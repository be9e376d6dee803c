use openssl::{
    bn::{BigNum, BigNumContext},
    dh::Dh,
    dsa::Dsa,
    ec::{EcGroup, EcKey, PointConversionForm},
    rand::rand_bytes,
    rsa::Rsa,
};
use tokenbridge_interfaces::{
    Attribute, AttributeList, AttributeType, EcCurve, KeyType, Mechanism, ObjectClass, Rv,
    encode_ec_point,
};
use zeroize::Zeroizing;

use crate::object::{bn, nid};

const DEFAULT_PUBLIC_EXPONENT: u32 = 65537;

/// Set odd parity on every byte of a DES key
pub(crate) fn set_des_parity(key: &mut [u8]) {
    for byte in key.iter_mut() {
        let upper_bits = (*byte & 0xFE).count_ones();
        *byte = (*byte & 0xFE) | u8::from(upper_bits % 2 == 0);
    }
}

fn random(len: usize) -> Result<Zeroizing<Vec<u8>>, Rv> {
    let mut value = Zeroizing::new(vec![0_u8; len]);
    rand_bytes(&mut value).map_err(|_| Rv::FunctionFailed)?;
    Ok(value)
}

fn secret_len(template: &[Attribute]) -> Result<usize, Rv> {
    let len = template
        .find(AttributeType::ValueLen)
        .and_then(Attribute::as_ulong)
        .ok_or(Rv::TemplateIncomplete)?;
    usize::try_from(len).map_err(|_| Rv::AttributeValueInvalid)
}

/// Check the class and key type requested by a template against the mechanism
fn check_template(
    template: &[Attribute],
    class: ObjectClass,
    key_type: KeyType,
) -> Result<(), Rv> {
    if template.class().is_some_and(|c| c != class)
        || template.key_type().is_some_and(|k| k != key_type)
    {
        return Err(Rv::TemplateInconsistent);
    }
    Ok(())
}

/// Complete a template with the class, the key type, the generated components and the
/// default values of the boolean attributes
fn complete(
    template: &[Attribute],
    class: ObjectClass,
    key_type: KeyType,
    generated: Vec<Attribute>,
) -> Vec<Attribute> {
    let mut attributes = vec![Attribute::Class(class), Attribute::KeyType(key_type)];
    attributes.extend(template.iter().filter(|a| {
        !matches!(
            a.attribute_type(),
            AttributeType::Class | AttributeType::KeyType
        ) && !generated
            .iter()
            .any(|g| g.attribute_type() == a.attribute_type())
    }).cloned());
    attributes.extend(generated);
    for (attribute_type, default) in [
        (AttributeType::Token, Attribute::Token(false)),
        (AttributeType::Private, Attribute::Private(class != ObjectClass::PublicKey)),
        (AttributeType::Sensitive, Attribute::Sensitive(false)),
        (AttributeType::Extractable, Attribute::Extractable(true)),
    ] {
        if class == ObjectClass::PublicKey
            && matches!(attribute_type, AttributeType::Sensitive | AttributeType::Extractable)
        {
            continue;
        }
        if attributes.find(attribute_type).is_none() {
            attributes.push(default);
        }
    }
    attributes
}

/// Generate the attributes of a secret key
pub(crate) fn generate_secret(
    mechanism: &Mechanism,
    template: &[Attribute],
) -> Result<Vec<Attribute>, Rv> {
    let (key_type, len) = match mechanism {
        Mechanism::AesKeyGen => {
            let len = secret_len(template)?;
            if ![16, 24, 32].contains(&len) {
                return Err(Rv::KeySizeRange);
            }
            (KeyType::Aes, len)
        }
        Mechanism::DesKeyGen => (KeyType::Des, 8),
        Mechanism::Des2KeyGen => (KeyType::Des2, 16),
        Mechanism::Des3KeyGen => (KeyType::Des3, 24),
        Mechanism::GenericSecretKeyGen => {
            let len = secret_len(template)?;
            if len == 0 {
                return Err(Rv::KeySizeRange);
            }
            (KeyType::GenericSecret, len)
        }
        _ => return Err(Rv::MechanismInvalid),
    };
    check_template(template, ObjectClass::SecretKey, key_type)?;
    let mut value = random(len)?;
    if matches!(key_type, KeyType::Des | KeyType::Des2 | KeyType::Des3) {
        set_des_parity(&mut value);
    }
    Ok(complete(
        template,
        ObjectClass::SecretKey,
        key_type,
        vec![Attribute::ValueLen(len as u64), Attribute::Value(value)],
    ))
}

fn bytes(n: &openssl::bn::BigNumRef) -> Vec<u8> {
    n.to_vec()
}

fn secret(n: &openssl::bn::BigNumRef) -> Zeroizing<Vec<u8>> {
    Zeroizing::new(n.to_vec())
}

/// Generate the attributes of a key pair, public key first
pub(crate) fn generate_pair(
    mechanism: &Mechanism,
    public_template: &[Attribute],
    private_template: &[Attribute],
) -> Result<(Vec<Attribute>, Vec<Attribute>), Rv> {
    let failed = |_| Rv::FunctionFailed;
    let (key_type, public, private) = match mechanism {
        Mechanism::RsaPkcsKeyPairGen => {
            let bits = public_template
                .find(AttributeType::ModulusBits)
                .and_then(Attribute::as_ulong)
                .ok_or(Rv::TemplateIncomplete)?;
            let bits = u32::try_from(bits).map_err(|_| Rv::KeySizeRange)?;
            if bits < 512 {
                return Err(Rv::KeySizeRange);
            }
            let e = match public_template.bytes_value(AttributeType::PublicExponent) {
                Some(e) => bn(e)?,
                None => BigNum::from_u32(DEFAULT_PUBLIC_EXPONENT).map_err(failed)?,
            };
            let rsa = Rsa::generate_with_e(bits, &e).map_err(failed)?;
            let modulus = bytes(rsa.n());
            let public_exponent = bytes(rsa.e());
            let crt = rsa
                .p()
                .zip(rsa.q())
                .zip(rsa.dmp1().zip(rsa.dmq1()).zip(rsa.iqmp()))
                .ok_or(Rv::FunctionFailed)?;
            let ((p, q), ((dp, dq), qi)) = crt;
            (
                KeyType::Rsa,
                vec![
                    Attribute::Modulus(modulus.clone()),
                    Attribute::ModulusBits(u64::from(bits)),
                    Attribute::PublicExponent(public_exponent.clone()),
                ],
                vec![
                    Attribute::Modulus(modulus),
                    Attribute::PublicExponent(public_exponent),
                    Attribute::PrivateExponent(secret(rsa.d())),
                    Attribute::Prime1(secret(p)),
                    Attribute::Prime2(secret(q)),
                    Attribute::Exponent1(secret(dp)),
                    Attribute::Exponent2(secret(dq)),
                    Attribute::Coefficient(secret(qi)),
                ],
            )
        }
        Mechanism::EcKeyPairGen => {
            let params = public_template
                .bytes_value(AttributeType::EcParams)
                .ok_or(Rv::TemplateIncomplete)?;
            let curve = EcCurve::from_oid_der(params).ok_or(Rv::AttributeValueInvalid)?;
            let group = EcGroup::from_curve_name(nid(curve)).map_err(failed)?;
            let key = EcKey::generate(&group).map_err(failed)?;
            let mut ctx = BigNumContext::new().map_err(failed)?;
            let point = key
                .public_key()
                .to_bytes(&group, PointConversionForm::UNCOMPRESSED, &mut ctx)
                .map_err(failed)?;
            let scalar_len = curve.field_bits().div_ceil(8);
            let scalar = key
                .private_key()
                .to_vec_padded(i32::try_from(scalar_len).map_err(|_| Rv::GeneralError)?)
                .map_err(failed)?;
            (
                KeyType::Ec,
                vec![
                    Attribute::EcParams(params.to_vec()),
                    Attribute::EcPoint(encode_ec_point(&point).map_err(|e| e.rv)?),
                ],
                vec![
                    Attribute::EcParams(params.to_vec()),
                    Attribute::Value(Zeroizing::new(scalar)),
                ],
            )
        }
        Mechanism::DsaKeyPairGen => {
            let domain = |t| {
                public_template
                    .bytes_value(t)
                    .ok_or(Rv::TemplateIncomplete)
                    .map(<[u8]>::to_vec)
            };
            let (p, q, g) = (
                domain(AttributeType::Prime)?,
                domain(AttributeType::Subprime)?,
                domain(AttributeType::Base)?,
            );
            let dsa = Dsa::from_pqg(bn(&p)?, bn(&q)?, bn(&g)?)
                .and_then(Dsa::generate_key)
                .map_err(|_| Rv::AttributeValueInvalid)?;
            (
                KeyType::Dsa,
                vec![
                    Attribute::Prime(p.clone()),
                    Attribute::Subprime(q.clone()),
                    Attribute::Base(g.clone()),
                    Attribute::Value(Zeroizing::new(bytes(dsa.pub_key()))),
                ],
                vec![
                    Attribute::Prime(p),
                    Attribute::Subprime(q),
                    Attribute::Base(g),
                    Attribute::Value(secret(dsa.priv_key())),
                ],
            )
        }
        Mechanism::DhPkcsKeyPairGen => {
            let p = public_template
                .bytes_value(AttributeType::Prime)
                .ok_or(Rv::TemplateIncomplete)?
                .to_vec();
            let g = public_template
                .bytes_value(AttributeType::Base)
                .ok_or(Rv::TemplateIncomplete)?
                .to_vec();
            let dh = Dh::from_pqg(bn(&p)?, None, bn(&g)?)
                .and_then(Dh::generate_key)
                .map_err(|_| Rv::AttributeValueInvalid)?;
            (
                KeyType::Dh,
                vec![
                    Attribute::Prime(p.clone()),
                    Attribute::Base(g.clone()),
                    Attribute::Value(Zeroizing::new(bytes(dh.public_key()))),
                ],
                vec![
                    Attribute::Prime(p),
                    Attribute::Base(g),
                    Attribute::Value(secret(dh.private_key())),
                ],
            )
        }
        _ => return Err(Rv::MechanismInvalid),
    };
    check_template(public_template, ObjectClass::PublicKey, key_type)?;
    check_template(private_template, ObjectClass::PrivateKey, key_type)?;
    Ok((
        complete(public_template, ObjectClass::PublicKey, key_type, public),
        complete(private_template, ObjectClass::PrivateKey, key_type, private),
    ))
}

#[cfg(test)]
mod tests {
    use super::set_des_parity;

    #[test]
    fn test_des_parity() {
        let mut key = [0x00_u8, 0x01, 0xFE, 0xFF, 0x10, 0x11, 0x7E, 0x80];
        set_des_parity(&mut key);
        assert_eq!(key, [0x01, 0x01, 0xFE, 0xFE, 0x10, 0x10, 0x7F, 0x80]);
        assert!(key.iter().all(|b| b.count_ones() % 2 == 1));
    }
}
====================
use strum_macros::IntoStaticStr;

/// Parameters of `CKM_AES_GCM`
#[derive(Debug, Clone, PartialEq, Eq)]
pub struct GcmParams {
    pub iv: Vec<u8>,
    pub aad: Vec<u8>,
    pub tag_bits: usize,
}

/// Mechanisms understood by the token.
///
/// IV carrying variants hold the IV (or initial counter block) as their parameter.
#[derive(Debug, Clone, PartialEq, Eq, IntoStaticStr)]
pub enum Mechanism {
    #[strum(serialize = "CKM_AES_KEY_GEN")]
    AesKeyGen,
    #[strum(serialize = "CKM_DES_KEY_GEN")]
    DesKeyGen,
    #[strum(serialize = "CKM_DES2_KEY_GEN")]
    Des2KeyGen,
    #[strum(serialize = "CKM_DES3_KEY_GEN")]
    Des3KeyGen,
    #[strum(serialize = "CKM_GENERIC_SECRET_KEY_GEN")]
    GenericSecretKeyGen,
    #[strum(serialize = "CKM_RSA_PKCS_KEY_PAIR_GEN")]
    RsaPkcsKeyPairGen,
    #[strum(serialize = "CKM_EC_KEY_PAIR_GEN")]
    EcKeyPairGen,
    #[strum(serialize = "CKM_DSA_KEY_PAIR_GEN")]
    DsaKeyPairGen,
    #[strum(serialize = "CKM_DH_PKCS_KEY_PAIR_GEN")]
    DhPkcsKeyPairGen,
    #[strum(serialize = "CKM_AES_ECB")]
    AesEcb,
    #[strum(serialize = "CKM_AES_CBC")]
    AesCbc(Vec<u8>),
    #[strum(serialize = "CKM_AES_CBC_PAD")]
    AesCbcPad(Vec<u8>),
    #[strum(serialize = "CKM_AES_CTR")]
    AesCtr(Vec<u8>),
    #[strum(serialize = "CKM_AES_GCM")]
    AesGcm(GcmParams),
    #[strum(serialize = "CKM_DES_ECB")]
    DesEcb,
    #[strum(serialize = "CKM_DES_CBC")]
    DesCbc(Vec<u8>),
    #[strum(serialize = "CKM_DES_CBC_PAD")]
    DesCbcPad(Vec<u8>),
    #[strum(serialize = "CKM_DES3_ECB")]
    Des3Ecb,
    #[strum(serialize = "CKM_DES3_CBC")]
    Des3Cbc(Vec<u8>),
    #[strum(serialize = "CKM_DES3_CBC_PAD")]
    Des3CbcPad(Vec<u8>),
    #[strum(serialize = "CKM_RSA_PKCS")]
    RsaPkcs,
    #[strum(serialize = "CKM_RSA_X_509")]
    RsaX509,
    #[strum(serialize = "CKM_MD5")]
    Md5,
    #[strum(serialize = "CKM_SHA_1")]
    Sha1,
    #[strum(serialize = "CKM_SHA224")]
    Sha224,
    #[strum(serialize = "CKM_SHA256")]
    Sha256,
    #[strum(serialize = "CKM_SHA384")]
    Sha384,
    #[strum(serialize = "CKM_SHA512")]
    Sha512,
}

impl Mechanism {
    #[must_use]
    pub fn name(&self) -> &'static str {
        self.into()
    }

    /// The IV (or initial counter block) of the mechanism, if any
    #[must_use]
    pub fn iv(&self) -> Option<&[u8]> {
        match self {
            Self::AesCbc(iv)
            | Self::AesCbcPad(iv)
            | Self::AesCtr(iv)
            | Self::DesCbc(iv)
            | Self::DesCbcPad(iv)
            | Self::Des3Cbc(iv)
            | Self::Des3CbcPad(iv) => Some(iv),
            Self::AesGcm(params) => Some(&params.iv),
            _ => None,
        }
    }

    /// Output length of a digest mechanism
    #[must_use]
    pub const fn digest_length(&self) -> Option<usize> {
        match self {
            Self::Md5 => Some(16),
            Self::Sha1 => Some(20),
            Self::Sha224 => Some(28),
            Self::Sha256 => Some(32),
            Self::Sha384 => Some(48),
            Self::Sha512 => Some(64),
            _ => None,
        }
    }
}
====================
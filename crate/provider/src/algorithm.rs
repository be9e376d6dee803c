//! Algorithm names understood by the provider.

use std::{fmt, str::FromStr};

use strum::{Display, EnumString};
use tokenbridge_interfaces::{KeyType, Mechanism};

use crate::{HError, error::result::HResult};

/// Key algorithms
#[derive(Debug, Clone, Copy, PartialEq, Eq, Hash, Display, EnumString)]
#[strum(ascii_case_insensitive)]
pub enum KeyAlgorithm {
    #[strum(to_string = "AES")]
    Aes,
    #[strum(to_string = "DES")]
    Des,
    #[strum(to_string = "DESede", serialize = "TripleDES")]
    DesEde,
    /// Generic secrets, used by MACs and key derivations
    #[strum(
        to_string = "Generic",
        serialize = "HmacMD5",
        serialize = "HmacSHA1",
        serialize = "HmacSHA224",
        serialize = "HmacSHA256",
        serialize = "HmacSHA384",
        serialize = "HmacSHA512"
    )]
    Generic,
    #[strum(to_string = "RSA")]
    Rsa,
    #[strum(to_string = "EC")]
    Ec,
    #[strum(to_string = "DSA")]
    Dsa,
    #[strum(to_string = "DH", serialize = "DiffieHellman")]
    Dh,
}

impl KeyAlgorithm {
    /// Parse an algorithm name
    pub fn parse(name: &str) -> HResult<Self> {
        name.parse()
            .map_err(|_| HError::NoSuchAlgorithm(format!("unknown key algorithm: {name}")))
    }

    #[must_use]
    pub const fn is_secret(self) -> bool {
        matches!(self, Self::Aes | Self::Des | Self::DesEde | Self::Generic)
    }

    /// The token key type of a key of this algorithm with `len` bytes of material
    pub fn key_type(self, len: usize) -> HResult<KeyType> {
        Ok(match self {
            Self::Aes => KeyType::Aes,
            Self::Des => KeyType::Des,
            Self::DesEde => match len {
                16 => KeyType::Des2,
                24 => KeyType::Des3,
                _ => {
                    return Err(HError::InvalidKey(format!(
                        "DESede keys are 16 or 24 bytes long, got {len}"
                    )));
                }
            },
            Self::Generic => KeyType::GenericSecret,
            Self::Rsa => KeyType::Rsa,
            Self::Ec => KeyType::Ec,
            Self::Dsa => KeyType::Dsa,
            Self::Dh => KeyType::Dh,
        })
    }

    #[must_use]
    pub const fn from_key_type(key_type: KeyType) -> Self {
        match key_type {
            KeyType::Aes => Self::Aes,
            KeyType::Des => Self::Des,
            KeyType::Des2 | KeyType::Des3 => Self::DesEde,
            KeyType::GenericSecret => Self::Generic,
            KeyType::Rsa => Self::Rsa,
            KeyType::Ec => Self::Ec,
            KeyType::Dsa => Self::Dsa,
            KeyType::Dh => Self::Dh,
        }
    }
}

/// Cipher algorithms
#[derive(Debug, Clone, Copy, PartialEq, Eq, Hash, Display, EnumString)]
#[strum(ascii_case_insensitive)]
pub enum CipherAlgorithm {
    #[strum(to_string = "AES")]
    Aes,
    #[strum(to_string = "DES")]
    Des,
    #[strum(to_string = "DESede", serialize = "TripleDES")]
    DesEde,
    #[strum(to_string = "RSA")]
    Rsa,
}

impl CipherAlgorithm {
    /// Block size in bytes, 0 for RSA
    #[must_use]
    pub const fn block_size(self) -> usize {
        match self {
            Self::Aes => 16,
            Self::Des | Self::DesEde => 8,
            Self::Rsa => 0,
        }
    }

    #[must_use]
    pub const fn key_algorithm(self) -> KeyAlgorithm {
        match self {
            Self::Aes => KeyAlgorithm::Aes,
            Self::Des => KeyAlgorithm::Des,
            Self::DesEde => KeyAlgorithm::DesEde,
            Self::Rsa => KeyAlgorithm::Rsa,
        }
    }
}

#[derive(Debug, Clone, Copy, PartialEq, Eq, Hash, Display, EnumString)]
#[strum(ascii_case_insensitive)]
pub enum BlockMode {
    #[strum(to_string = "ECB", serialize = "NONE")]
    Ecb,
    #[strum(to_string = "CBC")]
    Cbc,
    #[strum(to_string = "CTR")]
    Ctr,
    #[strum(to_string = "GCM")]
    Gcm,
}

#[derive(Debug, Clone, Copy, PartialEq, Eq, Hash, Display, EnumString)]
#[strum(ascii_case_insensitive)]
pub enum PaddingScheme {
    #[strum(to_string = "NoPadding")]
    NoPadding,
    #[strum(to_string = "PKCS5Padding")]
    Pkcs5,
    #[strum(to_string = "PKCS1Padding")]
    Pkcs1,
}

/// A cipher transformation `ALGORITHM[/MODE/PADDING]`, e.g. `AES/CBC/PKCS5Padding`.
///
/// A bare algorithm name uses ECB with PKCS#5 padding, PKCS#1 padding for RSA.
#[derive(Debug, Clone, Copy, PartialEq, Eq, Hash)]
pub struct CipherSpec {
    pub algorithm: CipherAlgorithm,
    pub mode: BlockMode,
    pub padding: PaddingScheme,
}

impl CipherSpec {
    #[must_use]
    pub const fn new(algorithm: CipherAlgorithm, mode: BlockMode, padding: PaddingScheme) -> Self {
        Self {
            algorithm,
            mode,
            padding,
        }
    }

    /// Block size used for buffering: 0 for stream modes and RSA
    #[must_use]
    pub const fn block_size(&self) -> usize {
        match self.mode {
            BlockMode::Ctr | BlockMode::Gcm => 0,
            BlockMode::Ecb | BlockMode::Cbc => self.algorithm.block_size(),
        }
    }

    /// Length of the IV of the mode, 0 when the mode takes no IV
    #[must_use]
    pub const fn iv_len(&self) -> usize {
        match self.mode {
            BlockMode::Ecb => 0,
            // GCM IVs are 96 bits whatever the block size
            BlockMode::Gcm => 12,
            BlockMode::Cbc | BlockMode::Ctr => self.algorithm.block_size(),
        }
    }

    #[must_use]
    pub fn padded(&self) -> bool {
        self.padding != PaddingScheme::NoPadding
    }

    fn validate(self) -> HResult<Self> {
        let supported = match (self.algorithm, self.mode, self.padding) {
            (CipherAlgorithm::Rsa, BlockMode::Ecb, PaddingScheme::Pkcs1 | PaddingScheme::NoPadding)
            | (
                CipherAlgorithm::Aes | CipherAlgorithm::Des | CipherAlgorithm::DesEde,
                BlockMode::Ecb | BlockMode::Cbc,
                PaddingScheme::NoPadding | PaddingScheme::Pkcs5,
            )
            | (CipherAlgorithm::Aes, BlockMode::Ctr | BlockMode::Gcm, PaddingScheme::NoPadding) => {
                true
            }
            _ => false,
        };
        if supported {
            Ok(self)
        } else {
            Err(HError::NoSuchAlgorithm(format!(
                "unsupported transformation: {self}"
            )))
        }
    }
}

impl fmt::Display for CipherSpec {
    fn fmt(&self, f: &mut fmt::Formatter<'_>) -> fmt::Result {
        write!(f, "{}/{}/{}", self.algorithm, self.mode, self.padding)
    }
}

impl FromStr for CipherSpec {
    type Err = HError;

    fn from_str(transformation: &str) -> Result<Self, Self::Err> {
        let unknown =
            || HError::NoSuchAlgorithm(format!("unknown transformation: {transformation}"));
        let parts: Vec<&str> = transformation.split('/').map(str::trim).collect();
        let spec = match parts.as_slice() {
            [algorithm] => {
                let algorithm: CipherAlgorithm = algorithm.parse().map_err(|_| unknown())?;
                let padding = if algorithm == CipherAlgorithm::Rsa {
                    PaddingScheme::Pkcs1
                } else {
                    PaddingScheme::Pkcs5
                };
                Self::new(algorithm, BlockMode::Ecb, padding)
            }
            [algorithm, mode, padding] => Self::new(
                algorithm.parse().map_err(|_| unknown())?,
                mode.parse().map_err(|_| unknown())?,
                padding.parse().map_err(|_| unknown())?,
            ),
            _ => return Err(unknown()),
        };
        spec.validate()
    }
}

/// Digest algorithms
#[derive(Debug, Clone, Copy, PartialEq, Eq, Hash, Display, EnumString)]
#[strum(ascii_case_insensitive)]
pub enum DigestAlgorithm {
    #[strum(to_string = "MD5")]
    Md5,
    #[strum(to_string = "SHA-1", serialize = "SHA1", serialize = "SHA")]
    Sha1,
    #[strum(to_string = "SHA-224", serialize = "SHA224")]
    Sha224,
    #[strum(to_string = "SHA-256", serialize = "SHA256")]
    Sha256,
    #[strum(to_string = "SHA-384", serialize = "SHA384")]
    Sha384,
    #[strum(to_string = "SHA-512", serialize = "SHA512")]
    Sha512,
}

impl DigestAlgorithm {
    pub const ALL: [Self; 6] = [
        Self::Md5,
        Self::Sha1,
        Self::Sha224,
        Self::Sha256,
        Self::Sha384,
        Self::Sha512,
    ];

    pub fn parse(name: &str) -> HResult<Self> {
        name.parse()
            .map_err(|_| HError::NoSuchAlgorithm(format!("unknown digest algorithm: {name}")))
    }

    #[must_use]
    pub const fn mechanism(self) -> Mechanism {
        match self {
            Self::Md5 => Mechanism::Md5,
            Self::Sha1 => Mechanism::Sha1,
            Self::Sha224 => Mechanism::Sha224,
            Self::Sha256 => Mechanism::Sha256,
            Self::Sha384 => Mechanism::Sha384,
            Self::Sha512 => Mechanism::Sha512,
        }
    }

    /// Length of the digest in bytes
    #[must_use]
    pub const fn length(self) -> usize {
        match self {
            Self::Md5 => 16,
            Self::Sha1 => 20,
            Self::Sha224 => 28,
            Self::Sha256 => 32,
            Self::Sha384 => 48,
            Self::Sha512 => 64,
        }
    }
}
====================
In the lines above, spot each one that contains the word "parts" and copy it.

Result below:
        let parts: Vec<&str> = transformation.split('/').map(str::trim).collect();
        let spec = match parts.as_slice() {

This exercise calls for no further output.